そして、生徒会室前に着くと、ノックをして「失礼します」と告げると、逃げようとするイオンを捕まえて、生徒会室の中へ入って行く。
「あぁ、やっぱり連れてきたんですね。アルサルミンのことだから、即実行とは思っていましたが」
「セチロの許可をちゃんととってなかったけど、これから取ろうと思って」
アルサルミンはみんながそれぞれの席について行く中、イオンを連れて、セチロの前に寄っていく。途端に、イオンがかしこまりおとなしくなる。
――おぉ。さすが恋している女の子って可愛い。
アルサルミンは、ぐっと、イオンを抱きしめたくなるのをこらえて、セチロとイオンのことで簡単にやり取りしていく。
「いいですよ。今日から、生徒会の助っ人として受け入れましょう。元から、俺が入れるって言っていたことですから」
「ありがとう、セチロ」
アルサルミンが笑みを零してセチロにお礼を告げると、セチロも穏やかな笑みを返してくる。
「いいえ。生徒会長の権限を使わずに入れられると一番いいのですが……」
セチロがそう言っていると、イオンの助っ人入りを反対するだろうマイスリーとハルシオンが、生徒会室に入って来た。そして「今日もよろしくお願いします」と挨拶をしている途中で、生徒会長の席の前にイオンがいることに気が付き、2人が固まってしまった。

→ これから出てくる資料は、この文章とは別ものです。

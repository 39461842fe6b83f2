//! Domain layer
//!
//! Core models and the store contracts the service depends on. The
//! concrete SeaORM implementations live in `infrastructure::database`.

pub mod band;
pub mod user;

pub use band::{
    Band, BandRepositoryInterface, BandRole, CreateBandDto, MemberEntry, Membership,
    MembershipRepositoryInterface, UpdateBandDto,
};
pub use user::{CreateUserDto, User, UserRepositoryInterface};

pub use crate::shared::{DomainError, DomainResult};

/// Unified accessor for all repositories, held once per process.
pub trait RepositoryProvider: Send + Sync {
    fn users(&self) -> &dyn UserRepositoryInterface;
    fn bands(&self) -> &dyn BandRepositoryInterface;
    fn memberships(&self) -> &dyn MembershipRepositoryInterface;
}
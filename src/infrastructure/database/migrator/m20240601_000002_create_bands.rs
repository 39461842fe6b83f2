//! Create bands table

use sea_orm_migration::prelude::*;

#[derive(DeriveMigrationName)]
pub struct Migration;

#[async_trait::async_trait]
impl MigrationTrait for Migration {
    async fn up(&self, manager: &SchemaManager) -> Result<(), DbErr> {
        manager
            .create_table(
                Table::create()
                    .table(Bands::Table)
                    .if_not_exists()
                    .col(
                        ColumnDef::new(Bands::Id)
                            .string()
                            .not_null()
                            .primary_key(),
                    )
                    .col(ColumnDef::new(Bands::Name).string_len(255).not_null())
                    .col(ColumnDef::new(Bands::Description).text().null())
                    .col(
                        ColumnDef::new(Bands::CreatedAt)
                            .timestamp_with_time_zone()
                            .not_null(),
                    )
                    .col(
                        ColumnDef::new(Bands::UpdatedAt)
                            .timestamp_with_time_zone()
                            .not_null(),
                    )
                    .to_owned(),
            )
            .await
    }

    async fn down(&self, manager: &SchemaManager) -> Result<(), DbErr> {
        manager
            .drop_table(Table::drop().table(Bands::Table).to_owned())
            .await
    }
}

#[derive(Iden)]
pub enum Bands {
    Table,
    Id,
    Name,
    Description,
    CreatedAt,
    UpdatedAt,
}
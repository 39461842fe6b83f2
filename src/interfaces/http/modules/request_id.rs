//! Request ID middleware
//!
//! Assigns an `X-Request-Id` to every request (reusing the caller's if
//! present), opens a `tracing` span carrying it, and echoes it back in the
//! response headers.

use axum::{body::Body, http::Request, middleware::Next, response::Response};
use uuid::Uuid;

/// Header name for the request correlation ID.
pub const REQUEST_ID_HEADER: &str = "x-request-id";

/// New-type wrapper for the request ID, stored in request extensions.
#[derive(Clone, Debug)]
pub struct RequestId(pub String);

pub async fn request_id_middleware(mut request: Request<Body>, next: Next) -> Response {
    let request_id = request
        .headers()
        .get(REQUEST_ID_HEADER)
        .and_then(|v| v.to_str().ok())
        .map(String::from)
        .unwrap_or_else(|| Uuid::new_v4().to_string());

    request
        .extensions_mut()
        .insert(RequestId(request_id.clone()));

    let span = tracing::info_span!(
        "request",
        request_id = %request_id,
        method = %request.method(),
        uri = %request.uri(),
    );
    let _guard = span.enter();

    let mut response = next.run(request).await;

    if let Ok(value) = request_id.parse() {
        response.headers_mut().insert(REQUEST_ID_HEADER, value);
    }

    response
}
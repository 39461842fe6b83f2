//! External interfaces: the HTTP REST API.

pub mod http;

「ちょうどいいところに来てくれた。今日から生徒会の助っ人をしてくれる、シュクレ公爵家のご息女であるイオン様だ。といっても、生徒会は敬称を省略する決まりだから、今日から、イオンと呼ばせてもらうことになりますが」
「よろしくお願いします」
イオンが丁寧に2人に挨拶するが、2人は目を尖らせて、怒った顔を作り出す。
「彼女は、学園の公約を守るつもりはないのでしょう? なんでそんな人を入れる必要があるんですか?」
「そもそも、助っ人を増やす必要なんてないはずです」
「ここまで人数がいたら、1人増えたところで変わらないだろ。それに、違う意見の者を受け入れる度量くらいなければ、公約の浸透なんてできないと思ってね」
セチロが絶対拒否の姿勢を作り出す2人に向けて、イオンの助っ人入会を決めた理由を説明している間に、アルサルミンは2人の後ろに回り込む。そして、2人の肩に手を回し、背後から抱き着いた。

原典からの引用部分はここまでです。